Denizciler geçtiğimiz aylarda Antarktika yakınlarında toplam 1000 balinalık bir sürü ile karşılaştı. Bu balinaların, nesli tükenmekte olan “fin balinası” ya da oluklu balina türüne ait olduğunu belirten balina uzmanları, bu balina türünün yaklaşık 27 metre boyunda olduğunu ve 140 yıl yaşayabildiğini belirtiyor.
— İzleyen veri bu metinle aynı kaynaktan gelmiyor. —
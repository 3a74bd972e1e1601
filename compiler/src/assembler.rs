use std::collections::BTreeSet;

use lazy_static::lazy_static;
use regex::Regex;
use serde::Serialize;

use dsdlc_schema::{CompoundKind, CompoundType, Constant, Field, FieldType, PrimitiveKind};

use crate::error::DsdlcError;
use crate::mapper::{self, ResolvedFieldView};
use crate::utils::{bit_length, quote};

lazy_static! {
    static ref INTEGER_LITERAL: Regex = Regex::new(r"^[+-]?\d+$").unwrap();
    static ref FLOAT_LITERAL: Regex =
        Regex::new(r"^[+-]?(\d+\.?\d*|\.\d+)([eE][+-]?\d+)?$").unwrap();
}

#[derive(Debug, Clone, Serialize)]
pub struct FieldView {
    pub name: String,
    pub index: usize,
    pub last: bool,
    pub void: bool,
    pub resolved: ResolvedFieldView,
}

#[derive(Debug, Clone, Serialize)]
pub struct ConstantView {
    pub name: String,
    /// Literal formatted for C, `U`-suffixed for unsigned kinds.
    pub c_value: String,
    pub resolved: ResolvedFieldView,
}

/// One field/constant section: the whole type for messages, request or
/// response for services.
#[derive(Debug, Clone, Serialize)]
pub struct SectionView {
    pub fields: Vec<FieldView>,
    pub constants: Vec<ConstantView>,
    pub has_array: bool,
    pub has_float16: bool,
    /// Minimal tag width when the union flag is in effect; a union with
    /// no fields needs no tag.
    pub union_tag_bits: Option<u32>,
}

/// Everything the emitter and templates need to know about one compound
/// type. Built fresh per compile run; the schema stays untouched.
#[derive(Debug, Clone, Serialize)]
pub struct AssembledType {
    pub full_name: String,
    pub short_name: String,
    pub namespace: Vec<String>,
    /// Full name with dots replaced by underscores.
    pub c_name: String,
    /// Uppercased underscore name, the prefix of every generated macro.
    pub macro_name: String,
    pub include_guard: String,
    /// Both filenames are output-root relative with `/` separators.
    pub header_filename: String,
    pub code_filename: String,
    pub kind: CompoundKind,
    pub default_dtid: Option<u32>,
    /// Sorted, duplicate-free header filenames of referenced types.
    pub includes: Vec<String>,
    pub message: Option<SectionView>,
    pub request: Option<SectionView>,
    pub response: Option<SectionView>,
}

impl AssembledType {
    /// Field and constant names across every section, request before
    /// response. Used for documentation banners and signatures.
    pub fn all_attribute_names(&self) -> Vec<&str> {
        let mut names = Vec::new();
        for section in [&self.message, &self.request, &self.response]
            .into_iter()
            .flatten()
        {
            names.extend(section.fields.iter().filter_map(|f| {
                if f.void {
                    None
                } else {
                    Some(f.name.as_str())
                }
            }));
            names.extend(section.constants.iter().map(|c| c.name.as_str()));
        }
        names
    }
}

/// Header filename of a compound type, output-root relative.
pub fn header_filename(full_name: &str) -> String {
    format!("{}.h", full_name.replace('.', "/"))
}

/// Code filename of a compound type. The basename is prefixed with the
/// enclosing namespace segment so sibling namespaces cannot collide.
fn code_filename(namespace: &[&str], short_name: &str) -> Option<String> {
    let enclosing = namespace.last()?;
    Some(format!(
        "{}/{}_{}.c",
        namespace.join("/"),
        enclosing,
        short_name
    ))
}

fn detect_include(ty: &FieldType) -> Option<String> {
    match ty {
        FieldType::Compound { full_name } => Some(header_filename(full_name)),
        FieldType::Array { element, .. } => detect_include(element),
        FieldType::Primitive { .. } | FieldType::Void { .. } => None,
    }
}

fn assemble_constant(constant: &Constant, type_name: &str) -> Result<ConstantView, DsdlcError> {
    let resolved = mapper::map(&constant.ty)?;
    let kind = match constant.ty {
        FieldType::Primitive { kind, .. } => kind,
        _ => {
            return Err(DsdlcError::UnsupportedTypeKind(format!(
                "constant {}.{} of non-primitive type",
                type_name, constant.name
            )))
        }
    };

    let c_value = match kind {
        PrimitiveKind::Float => {
            if !FLOAT_LITERAL.is_match(&constant.value) {
                return Err(DsdlcError::ConstantLiteral {
                    name: format!("{}.{}", type_name, constant.name),
                    expected: "floating point",
                    value: quote(&constant.value),
                });
            }
            constant.value.clone()
        }
        other => {
            if !INTEGER_LITERAL.is_match(&constant.value) {
                return Err(DsdlcError::ConstantLiteral {
                    name: format!("{}.{}", type_name, constant.name),
                    expected: "integer",
                    value: quote(&constant.value),
                });
            }
            if other == PrimitiveKind::UnsignedInt {
                format!("{}U", constant.value)
            } else {
                constant.value.clone()
            }
        }
    };

    Ok(ConstantView {
        name: constant.name.clone(),
        c_value,
        resolved,
    })
}

fn assemble_section(
    fields: &[Field],
    constants: &[Constant],
    is_union: bool,
    type_name: &str,
) -> Result<SectionView, DsdlcError> {
    let count = fields.len();
    let mut views = Vec::with_capacity(count);
    let mut has_array = false;
    let mut has_float16 = false;

    for (index, field) in fields.iter().enumerate() {
        let resolved = mapper::map(&field.ty)?;
        if resolved.array.is_some() {
            has_array = true;
        }
        // Arrays of float16 do not count; only direct fields need the
        // half-precision conversion helpers.
        if resolved.array.is_none() && resolved.half_precision {
            has_float16 = true;
        }
        let void = matches!(field.ty, FieldType::Void { .. });
        views.push(FieldView {
            name: field.name.clone(),
            index,
            last: index + 1 == count,
            void,
            resolved,
        });
    }

    let mut constant_views = Vec::with_capacity(constants.len());
    for constant in constants {
        constant_views.push(assemble_constant(constant, type_name)?);
    }

    let union_tag_bits = if is_union && count > 0 {
        Some(bit_length(count as u64))
    } else {
        None
    };

    Ok(SectionView {
        fields: views,
        constants: constant_views,
        has_array,
        has_float16,
        union_tag_bits,
    })
}

/// Derives the whole-type generation metadata for one compound type.
pub fn assemble(ty: &CompoundType) -> Result<AssembledType, DsdlcError> {
    let namespace = ty.namespace_components();
    if namespace.is_empty() {
        return Err(DsdlcError::MissingNamespace(ty.full_name.clone()));
    }
    let short_name = ty.short_name().to_string();
    let c_name = ty.full_name.replace('.', "_");
    let macro_name = c_name.to_uppercase();
    let include_guard = format!("__{macro_name}");
    let header = header_filename(&ty.full_name);
    let code = code_filename(&namespace, &short_name)
        .ok_or_else(|| DsdlcError::MissingNamespace(ty.full_name.clone()))?;

    let includes: Vec<String> = ty
        .all_fields()
        .filter_map(|f| detect_include(&f.ty))
        .collect::<BTreeSet<_>>()
        .into_iter()
        .collect();

    let (message, request, response) = match ty.kind {
        CompoundKind::Message => (
            Some(assemble_section(
                &ty.fields,
                &ty.constants,
                ty.is_union,
                &ty.full_name,
            )?),
            None,
            None,
        ),
        CompoundKind::Service => (
            None,
            Some(assemble_section(
                &ty.request_fields,
                &ty.request_constants,
                ty.request_union,
                &ty.full_name,
            )?),
            Some(assemble_section(
                &ty.response_fields,
                &ty.response_constants,
                ty.response_union,
                &ty.full_name,
            )?),
        ),
    };

    Ok(AssembledType {
        full_name: ty.full_name.clone(),
        short_name,
        namespace: namespace.iter().map(|s| s.to_string()).collect(),
        c_name,
        macro_name,
        include_guard,
        header_filename: header,
        code_filename: code,
        kind: ty.kind,
        default_dtid: ty.default_dtid,
        includes,
        message,
        request,
        response,
    })
}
Balina uzmanı Conor Ryan, bu balinaların 1800’lerdeki balina endüstrisinden kurtulan balinaların çocukları olduğu ve balina gözlemciliği ile dikkatli koruma sayesinde bu tür balinalarla karşılaşmaların artabileceğini söyledi. Avrupa’da kış mevsimi yaşanırken Fin balinalarına güneyde okyanuslarda, yaz aylarında ise Antarktika’da rastlamak mümkün. Bu arada Finlandiya’nın balina avcılığını tamamen yasaklamasının da balinaların sayısının artmasını sağladığını söylemekte fayda var. Nüfusları artsa da hala daha tehlikede olan balinalardan dünyada sadece 100 bin adet olduğu düşünülüyor.
Türkiye’de çok sevilen Lübnan asıllı Fransız trompet virtüözü bir kez daha İstanbul’a geliyor. 29 Haziran’da Pozitif ve Pasión Turca iş birliğiyle Parkorman’da sahne alacak olan Maalouf, Sting, Salif Keita, Amadou & Mariam, Lhasa de Sela gibi pek çok isimle de aynı sahneyi paylaştı. 2007’den bugüne kadar yayımladığı 15 albümde prodüktör, besteci ve aranjör rollerini de üstlenen başarılı virtüözün birçok film müziği bestesinde de imzası bulunuyor. Caz, rap ve Orta Doğu müziklerini füzyonladığı sahne şovlarında izleyicileri alkışlamaktan kızaran avuçlarla bırakıyor! Şimdiye kadar izlemediyseniz, bunu kaçırmayın.